Flexible and biocompatible microwires are generally employed for biomedical implants in medicine, more specifically in neuroscience. These microwires used as electrodes need to be chemically inert and electrically conducting in order to record and stimulate the electrical activity of neurons in the nervous system. The electrodes available today are made of metals and silicon that lack the required flexibility resulting in a mechanical mismatch between soft tissues and rigid metals which induces faster biofouling and inconsistent performance for long-term implants. Biofouling triggered by inflammatory responses dramatically affects the performance of neural electrodes, resulting in decreased signal sensitivity and consistency over time. Thus, long-term clinical applications require electrically conducting flexible electrode materials with reduced dimensions and antibiofouling properties. These characteristics reduce the degree of inflammatory reactions and increase the lifetime of implanted neural electrodes. Carbon nanotubes (CNTs) are well known for their flexibility, electrical conductivity, and chemical inertness. This talk will report the fabrication of CNT fibers and subsequent coating using a biocompatible flexible polymer hydrogenated nitrile butadiene rubber (HNBR).
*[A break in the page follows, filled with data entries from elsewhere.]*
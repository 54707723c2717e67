//! Stripe Scheduler, grounded in
//! `examples/original_source/src/dj.c`'s `iterate_dir`/`next_stripe`/
//! `read_stripe_data`: admits inodes up to a budget, sorts their blocks by
//! physical position, coalesces runs into stripes within
//! `coalesce_distance`, and issues one read per stripe.

use std::collections::VecDeque;
use std::rc::Rc;

use tracing::{debug, info};

use crate::config::EngineConfig;
use crate::error::Result;
use crate::io::BlockDevice;
use crate::model::{BlockRec, ClientCallback, Stripe, StripePtr};
use crate::reassemble;
use crate::scanner::ScanGroup;

struct StripePlan {
    consumed: usize,
    byte_len: usize,
    first_physical: u64,
    /// Per-consumed-block `(offset, len)` into the stripe buffer, in the
    /// same order as the slice that was planned.
    offsets: Vec<(usize, usize)>,
}

/// Look ahead from `blocks[0]` and decide how many leading blocks can share
/// one stripe read, mirroring `next_stripe`'s forward walk. Always consumes
/// at least one block since the first gap is defined as zero.
fn plan_stripe<S>(blocks: &[BlockRec<S>], coalesce_distance: u64, block_size: u64) -> StripePlan {
    let first_physical = blocks[0].physical_start;
    let mut byte_len: u64 = 0;
    let mut offsets = Vec::new();
    let mut prev_end: Option<u64> = None;

    for b in blocks {
        let gap = match prev_end {
            None => 0,
            Some(end) => b.physical_start - end,
        };
        if gap > coalesce_distance {
            break;
        }
        let offset = (b.physical_start - first_physical) * block_size;
        offsets.push((offset as usize, b.byte_len));
        byte_len += b.num_blocks * block_size + gap * block_size;
        prev_end = Some(b.physical_start + b.num_blocks);
    }

    StripePlan {
        consumed: offsets.len(),
        byte_len: byte_len as usize,
        first_physical,
        offsets,
    }
}

/// Drive the scheduler and reassembler to completion. `inode_groups` is the
/// per-file block lists produced by the scanner; `device` is `None` when
/// every admitted block turns out to be a synthetic hole stripe (no reads
/// ever issued), which legitimately happens in tests built purely from
/// `MockBackend` holes.
pub fn run<S: Default>(
    config: &EngineConfig,
    device: Option<&BlockDevice>,
    block_size: u32,
    mut inode_groups: VecDeque<ScanGroup<S>>,
    cb: &mut ClientCallback<S>,
) -> Result<()> {
    let mut open_inodes: usize = 0;
    let mut scheduled: Vec<BlockRec<S>> = Vec::new();

    info!("BEGIN BLOCK READ");

    loop {
        while open_inodes < config.max_inodes {
            match inode_groups.pop_front() {
                Some((_inode, blocks)) => {
                    if !blocks.is_empty() {
                        scheduled.extend(blocks);
                        open_inodes += 1;
                    }
                }
                None => break,
            }
        }

        if scheduled.is_empty() {
            break;
        }

        scheduled.sort_by_key(|b| b.physical_start);
        // Informational only: the C original computes this per-inode
        // block budget but never enforces it either (see DESIGN.md).
        let max_inode_blocks = if open_inodes > 0 {
            config.max_blocks.div_ceil(open_inodes)
        } else {
            config.max_blocks
        };
        debug!(open_inodes, max_inode_blocks, "admitted batch sorted by physical block");

        let mut residual: Vec<BlockRec<S>> = Vec::new();

        while !scheduled.is_empty() {
            let plan = plan_stripe(&scheduled, config.coalesce_distance, block_size as u64);

            if plan.consumed == 0 {
                // Believed unreachable with the current admission policy;
                // kept as a conservation-of-blocks safety net (see
                // DESIGN.md).
                residual.push(scheduled.remove(0));
                continue;
            }

            let mut group: Vec<BlockRec<S>> = scheduled.drain(0..plan.consumed).collect();

            debug!(
                physical = plan.first_physical,
                bytes = plan.byte_len,
                blocks = group.len(),
                "reading stripe"
            );

            let data = if plan.first_physical == 0 {
                vec![0u8; plan.byte_len]
            } else {
                let device = device.expect("non-hole stripe requires an open device");
                let mut d = device.read_at(plan.first_physical * block_size as u64, plan.byte_len)?;
                d.resize(plan.byte_len, 0);
                d
            };

            let stripe = Rc::new(Stripe::new(data, plan.byte_len, group.len() as u32));
            for (b, (offset, len)) in group.iter_mut().zip(plan.offsets.iter()) {
                b.stripe_ptr = Some(StripePtr { stripe: stripe.clone(), offset: *offset, len: *len });
            }

            for block in group {
                let flow = reassemble::heapify_and_flush(block, block_size, cb, &mut open_inodes)?;
                if flow.is_break() {
                    return Err(crate::error::EngineError::Cancelled);
                }
            }
        }

        scheduled = residual;

        if scheduled.is_empty() && inode_groups.is_empty() {
            break;
        }
    }

    info!("END BLOCK READ");
    Ok(())
}

#[cfg(test)]
mod tests {
    use super::*;
    use crate::model::InodeInfo;
    use std::cell::RefCell;
    use std::io::Write;
    use std::ops::ControlFlow;

    fn block(inode: &crate::model::SharedInode<()>, physical: u64, num_blocks: u64) -> BlockRec<()> {
        let mut b = BlockRec::new(physical, 0, inode.clone());
        b.num_blocks = num_blocks;
        b.byte_len = (num_blocks * 4) as usize;
        b
    }

    #[test]
    fn plan_stripe_coalesces_within_distance_and_stops_at_a_wide_gap() {
        let inode = Rc::new(RefCell::new(InodeInfo::new(1, Rc::from("/t"), 16, ())));
        let blocks = vec![
            block(&inode, 10, 1),
            block(&inode, 11, 1), // contiguous, gap 0
            block(&inode, 20, 1), // gap of 8 beyond distance 2
        ];

        let plan = plan_stripe(&blocks, 2, 4);
        assert_eq!(plan.consumed, 2, "only the first two blocks fit within the coalesce distance");
        assert_eq!(plan.first_physical, 10);
        assert_eq!(plan.byte_len, 8);
    }

    #[test]
    fn plan_stripe_always_consumes_at_least_one_block() {
        let inode = Rc::new(RefCell::new(InodeInfo::new(1, Rc::from("/t"), 16, ())));
        let blocks = vec![block(&inode, 10, 1), block(&inode, 999, 1)];

        let plan = plan_stripe(&blocks, 0, 4);
        assert_eq!(plan.consumed, 1);
    }

    #[test]
    fn run_delivers_exact_bytes_from_the_device() {
        let mut dev_file = tempfile::NamedTempFile::new().unwrap();
        let block_size = 4u32;
        // Physical block 2 holds a recognizable 4-byte pattern.
        dev_file.as_file_mut().write_all(&[0u8; 8]).unwrap();
        dev_file.as_file_mut().write_all(&[0xAA, 0xBB, 0xCC, 0xDD]).unwrap();
        dev_file.as_file().sync_all().unwrap();

        let device = BlockDevice::open(dev_file.path().to_str().unwrap(), false, false).unwrap();

        let inode = Rc::new(RefCell::new(InodeInfo::new(7, Rc::from("/f"), block_size as u64, ())));
        let mut rec = BlockRec::new(2, 0, inode.clone());
        rec.num_blocks = 1;
        rec.byte_len = block_size as usize;
        inode.borrow_mut().references = 1;

        let mut groups = VecDeque::new();
        groups.push_back((inode, vec![rec]));

        let mut delivered = Vec::new();
        let config = EngineConfig::default();
        let mut cb = |_ino: u64, _path: &str, pos: u64, _len: u64, data: &[u8], _s: &mut ()| {
            delivered.push((pos, data.to_vec()));
            ControlFlow::Continue(())
        };

        run::<()>(&config, Some(&device), block_size, groups, &mut cb).unwrap();
        assert_eq!(delivered, vec![(0u64, vec![0xAA, 0xBB, 0xCC, 0xDD])]);
    }
}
Unlike the gold standard parylene-C coating that requires processing under vacuum, dissolved elastomer HNBR polymer can deposit uniform coating in solutions. Polymer dip-coating has been employed for uniform and continuous coating of meters-long CNT fibers of multiple diameters (26 to 66 mm) to evaluate the robustness of the approach. The polymer was able to provide uniform thickness and pinhole-free coating along the CNT fiber. Furthermore, the polymer has been shown to be biocompatible when tested with in vitro elusions and culturing neurons. The covalent functionalization of CNT microwire cross-section interfacing with the neurons using hydrophilic, anti-biofouling phosphorylcholine molecules displays reduced impedance and increased hydrophilicity. These CNT microwire assemblies are promising for the development of low-impedance neural electrodes with higher hydrophilicity and protein-fouling resistance to inhibit inflammatory responses.